----- Data section -----

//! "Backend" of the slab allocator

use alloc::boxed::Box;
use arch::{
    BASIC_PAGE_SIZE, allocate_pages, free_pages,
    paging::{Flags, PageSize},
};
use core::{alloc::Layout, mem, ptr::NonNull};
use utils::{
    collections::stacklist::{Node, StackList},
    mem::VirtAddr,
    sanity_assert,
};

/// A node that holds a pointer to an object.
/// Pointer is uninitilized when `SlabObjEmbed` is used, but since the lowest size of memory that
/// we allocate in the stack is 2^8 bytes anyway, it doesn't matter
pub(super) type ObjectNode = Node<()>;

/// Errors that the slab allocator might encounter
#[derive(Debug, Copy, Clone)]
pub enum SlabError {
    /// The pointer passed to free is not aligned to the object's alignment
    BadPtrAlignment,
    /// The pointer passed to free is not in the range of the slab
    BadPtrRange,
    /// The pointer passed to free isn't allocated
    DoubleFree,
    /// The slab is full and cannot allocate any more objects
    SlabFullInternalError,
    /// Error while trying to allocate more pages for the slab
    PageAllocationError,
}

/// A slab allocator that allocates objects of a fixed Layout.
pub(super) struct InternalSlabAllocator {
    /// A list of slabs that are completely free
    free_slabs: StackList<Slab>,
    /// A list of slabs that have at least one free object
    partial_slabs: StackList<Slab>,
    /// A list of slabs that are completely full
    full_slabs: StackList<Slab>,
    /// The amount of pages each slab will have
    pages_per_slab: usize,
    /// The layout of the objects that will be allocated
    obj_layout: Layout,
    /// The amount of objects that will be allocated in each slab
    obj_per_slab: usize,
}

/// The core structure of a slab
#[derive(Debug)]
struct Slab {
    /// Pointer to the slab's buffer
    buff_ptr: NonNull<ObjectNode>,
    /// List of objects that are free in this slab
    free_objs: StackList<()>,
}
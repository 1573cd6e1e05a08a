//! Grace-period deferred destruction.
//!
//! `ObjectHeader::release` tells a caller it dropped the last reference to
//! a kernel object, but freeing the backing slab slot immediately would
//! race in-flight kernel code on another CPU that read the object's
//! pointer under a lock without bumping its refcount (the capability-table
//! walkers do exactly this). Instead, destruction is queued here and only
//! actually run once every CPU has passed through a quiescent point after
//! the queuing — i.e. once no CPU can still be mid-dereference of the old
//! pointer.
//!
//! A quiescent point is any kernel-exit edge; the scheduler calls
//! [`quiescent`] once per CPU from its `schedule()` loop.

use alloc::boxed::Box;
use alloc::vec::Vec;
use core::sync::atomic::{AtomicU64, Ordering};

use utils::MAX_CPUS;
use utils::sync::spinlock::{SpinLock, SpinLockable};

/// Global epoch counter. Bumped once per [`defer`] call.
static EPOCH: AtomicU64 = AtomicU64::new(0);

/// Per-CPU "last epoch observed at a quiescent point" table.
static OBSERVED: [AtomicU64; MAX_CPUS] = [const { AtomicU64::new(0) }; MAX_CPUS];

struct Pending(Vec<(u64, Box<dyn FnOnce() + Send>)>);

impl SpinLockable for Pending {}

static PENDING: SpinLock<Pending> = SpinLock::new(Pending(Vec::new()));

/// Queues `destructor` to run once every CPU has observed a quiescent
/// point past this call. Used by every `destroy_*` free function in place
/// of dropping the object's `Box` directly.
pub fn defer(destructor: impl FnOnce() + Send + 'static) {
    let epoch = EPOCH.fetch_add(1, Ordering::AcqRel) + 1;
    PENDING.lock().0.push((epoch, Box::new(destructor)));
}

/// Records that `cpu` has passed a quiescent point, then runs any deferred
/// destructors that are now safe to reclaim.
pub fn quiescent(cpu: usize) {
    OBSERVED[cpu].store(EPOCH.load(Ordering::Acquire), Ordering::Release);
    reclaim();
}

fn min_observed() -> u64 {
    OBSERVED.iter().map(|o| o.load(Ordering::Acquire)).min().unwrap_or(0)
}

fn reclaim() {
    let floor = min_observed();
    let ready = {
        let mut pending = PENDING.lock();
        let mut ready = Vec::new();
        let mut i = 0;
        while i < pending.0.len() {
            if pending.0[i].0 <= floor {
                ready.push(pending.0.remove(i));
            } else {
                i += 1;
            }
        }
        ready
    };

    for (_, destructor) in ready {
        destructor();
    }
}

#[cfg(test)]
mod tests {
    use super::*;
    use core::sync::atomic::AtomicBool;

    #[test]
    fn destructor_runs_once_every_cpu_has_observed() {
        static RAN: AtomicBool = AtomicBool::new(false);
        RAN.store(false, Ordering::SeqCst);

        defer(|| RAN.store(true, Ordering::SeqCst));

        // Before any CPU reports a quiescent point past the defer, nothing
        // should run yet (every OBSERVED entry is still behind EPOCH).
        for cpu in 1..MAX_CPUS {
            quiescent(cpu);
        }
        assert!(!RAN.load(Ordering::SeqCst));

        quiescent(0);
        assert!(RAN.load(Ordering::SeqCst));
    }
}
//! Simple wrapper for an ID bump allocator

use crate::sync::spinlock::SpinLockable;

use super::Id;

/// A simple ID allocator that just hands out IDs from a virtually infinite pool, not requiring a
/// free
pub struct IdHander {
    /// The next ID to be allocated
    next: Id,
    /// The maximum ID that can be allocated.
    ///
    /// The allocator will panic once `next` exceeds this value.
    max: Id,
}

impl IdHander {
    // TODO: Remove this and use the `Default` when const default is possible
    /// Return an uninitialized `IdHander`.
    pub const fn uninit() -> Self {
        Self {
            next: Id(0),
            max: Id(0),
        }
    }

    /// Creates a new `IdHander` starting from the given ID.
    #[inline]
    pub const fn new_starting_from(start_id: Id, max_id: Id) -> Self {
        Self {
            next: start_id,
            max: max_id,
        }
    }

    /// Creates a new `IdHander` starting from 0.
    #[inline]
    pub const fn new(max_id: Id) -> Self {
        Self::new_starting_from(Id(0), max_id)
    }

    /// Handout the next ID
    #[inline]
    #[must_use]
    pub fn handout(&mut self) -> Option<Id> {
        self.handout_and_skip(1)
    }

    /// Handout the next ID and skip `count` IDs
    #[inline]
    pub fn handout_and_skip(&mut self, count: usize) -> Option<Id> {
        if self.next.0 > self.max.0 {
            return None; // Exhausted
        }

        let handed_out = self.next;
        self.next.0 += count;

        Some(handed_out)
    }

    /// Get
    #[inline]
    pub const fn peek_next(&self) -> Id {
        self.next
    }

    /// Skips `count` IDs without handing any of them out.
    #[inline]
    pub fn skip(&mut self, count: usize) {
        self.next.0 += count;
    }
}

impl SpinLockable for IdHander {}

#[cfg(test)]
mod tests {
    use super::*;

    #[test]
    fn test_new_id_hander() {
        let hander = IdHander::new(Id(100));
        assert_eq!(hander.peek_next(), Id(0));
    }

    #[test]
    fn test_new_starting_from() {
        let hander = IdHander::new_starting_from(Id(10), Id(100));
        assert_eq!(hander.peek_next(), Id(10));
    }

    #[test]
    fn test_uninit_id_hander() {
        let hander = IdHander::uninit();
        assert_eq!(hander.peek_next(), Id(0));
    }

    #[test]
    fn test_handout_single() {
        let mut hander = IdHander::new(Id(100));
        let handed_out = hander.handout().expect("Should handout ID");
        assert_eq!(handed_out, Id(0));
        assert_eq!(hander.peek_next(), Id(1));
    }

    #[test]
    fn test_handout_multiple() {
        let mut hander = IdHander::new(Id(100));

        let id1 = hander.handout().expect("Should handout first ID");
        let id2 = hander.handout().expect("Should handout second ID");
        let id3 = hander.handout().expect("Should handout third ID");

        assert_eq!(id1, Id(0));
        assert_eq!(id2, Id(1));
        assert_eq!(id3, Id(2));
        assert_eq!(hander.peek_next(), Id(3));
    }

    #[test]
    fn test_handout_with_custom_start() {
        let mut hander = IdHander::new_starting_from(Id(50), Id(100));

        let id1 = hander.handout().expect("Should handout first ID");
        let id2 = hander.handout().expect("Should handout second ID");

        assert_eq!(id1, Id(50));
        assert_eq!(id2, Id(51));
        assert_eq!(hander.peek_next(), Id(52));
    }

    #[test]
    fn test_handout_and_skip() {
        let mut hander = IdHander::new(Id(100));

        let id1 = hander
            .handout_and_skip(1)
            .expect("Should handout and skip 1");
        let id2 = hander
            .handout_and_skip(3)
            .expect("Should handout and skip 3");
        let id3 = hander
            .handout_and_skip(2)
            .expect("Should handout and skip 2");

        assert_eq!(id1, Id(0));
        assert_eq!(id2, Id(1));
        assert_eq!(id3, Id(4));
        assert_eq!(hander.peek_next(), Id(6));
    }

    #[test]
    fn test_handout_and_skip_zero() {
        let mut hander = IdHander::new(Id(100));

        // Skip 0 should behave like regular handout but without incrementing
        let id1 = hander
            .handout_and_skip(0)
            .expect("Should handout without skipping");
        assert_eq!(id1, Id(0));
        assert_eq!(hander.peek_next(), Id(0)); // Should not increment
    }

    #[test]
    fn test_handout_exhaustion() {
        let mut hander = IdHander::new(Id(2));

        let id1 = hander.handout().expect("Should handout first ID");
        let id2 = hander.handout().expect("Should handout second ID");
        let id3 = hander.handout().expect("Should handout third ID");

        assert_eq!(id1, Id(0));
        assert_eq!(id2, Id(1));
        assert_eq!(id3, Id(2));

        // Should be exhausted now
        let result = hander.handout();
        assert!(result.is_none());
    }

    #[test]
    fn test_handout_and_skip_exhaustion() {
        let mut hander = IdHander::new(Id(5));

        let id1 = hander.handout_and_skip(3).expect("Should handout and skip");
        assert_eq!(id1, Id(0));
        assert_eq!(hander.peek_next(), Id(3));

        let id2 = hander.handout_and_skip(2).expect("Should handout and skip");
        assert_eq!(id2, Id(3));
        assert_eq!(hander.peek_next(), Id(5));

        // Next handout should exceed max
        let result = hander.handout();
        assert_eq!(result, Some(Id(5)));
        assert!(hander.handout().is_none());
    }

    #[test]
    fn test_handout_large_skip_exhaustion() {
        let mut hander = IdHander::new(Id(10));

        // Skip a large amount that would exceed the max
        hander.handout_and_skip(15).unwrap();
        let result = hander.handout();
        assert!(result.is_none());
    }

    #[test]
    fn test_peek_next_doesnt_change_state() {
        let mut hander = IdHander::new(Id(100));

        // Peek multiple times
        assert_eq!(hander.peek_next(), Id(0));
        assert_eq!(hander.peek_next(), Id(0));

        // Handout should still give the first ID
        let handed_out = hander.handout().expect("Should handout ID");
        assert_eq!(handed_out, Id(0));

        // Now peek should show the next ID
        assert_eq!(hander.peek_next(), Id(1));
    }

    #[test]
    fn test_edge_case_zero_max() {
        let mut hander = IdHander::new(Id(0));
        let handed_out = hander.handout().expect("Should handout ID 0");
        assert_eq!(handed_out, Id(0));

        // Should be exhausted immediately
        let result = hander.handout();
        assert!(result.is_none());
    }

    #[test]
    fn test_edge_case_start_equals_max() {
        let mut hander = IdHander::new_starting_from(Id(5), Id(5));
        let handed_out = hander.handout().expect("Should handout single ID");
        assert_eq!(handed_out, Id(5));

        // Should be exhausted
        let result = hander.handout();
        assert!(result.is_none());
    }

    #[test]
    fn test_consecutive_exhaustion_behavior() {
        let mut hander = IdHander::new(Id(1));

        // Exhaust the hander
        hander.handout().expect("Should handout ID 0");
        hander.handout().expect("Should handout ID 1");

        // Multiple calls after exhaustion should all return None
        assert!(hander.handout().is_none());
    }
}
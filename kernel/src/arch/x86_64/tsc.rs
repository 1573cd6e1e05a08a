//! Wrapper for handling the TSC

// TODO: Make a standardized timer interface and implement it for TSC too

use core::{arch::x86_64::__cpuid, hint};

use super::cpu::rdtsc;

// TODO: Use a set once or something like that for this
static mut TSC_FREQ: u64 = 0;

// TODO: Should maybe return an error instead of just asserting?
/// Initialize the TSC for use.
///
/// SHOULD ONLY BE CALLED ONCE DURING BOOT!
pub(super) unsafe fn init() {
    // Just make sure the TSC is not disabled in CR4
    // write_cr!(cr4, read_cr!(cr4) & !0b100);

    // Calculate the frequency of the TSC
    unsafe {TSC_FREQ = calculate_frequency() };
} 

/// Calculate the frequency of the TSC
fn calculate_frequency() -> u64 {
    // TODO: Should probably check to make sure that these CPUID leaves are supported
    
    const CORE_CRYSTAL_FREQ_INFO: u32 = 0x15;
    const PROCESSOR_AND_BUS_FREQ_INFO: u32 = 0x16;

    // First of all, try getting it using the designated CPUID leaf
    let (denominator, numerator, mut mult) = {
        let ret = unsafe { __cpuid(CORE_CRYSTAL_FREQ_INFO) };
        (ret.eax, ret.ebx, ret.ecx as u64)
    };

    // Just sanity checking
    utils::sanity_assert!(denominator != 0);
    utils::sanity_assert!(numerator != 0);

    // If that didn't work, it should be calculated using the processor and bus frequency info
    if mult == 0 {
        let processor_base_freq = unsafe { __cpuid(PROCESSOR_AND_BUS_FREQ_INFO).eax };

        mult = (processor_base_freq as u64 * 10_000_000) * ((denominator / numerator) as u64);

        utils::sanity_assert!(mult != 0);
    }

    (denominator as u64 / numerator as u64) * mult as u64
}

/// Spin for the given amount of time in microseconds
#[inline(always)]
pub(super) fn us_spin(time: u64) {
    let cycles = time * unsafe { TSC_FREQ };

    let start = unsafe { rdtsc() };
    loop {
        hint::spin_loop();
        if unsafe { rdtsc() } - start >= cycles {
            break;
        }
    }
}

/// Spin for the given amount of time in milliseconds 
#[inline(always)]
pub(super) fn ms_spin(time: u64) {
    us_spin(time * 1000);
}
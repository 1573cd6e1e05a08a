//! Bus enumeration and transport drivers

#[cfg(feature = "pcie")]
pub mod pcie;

-----

#### [Your instructions]
Print the line containing "hint::spin_loop();" and every line after it to the end of the records above, exactly as written, and nothing else.

#### [Exercise output]
        hint::spin_loop();
        if unsafe { rdtsc() } - start >= cycles {
            break;
        }
    }
}

/// Spin for the given amount of time in milliseconds 
#[inline(always)]
pub(super) fn ms_spin(time: u64) {
    us_spin(time * 1000);
}
repository 1573cd6e1e05a08a
//! Bus enumeration and transport drivers

#[cfg(feature = "pcie")]
pub mod pcie;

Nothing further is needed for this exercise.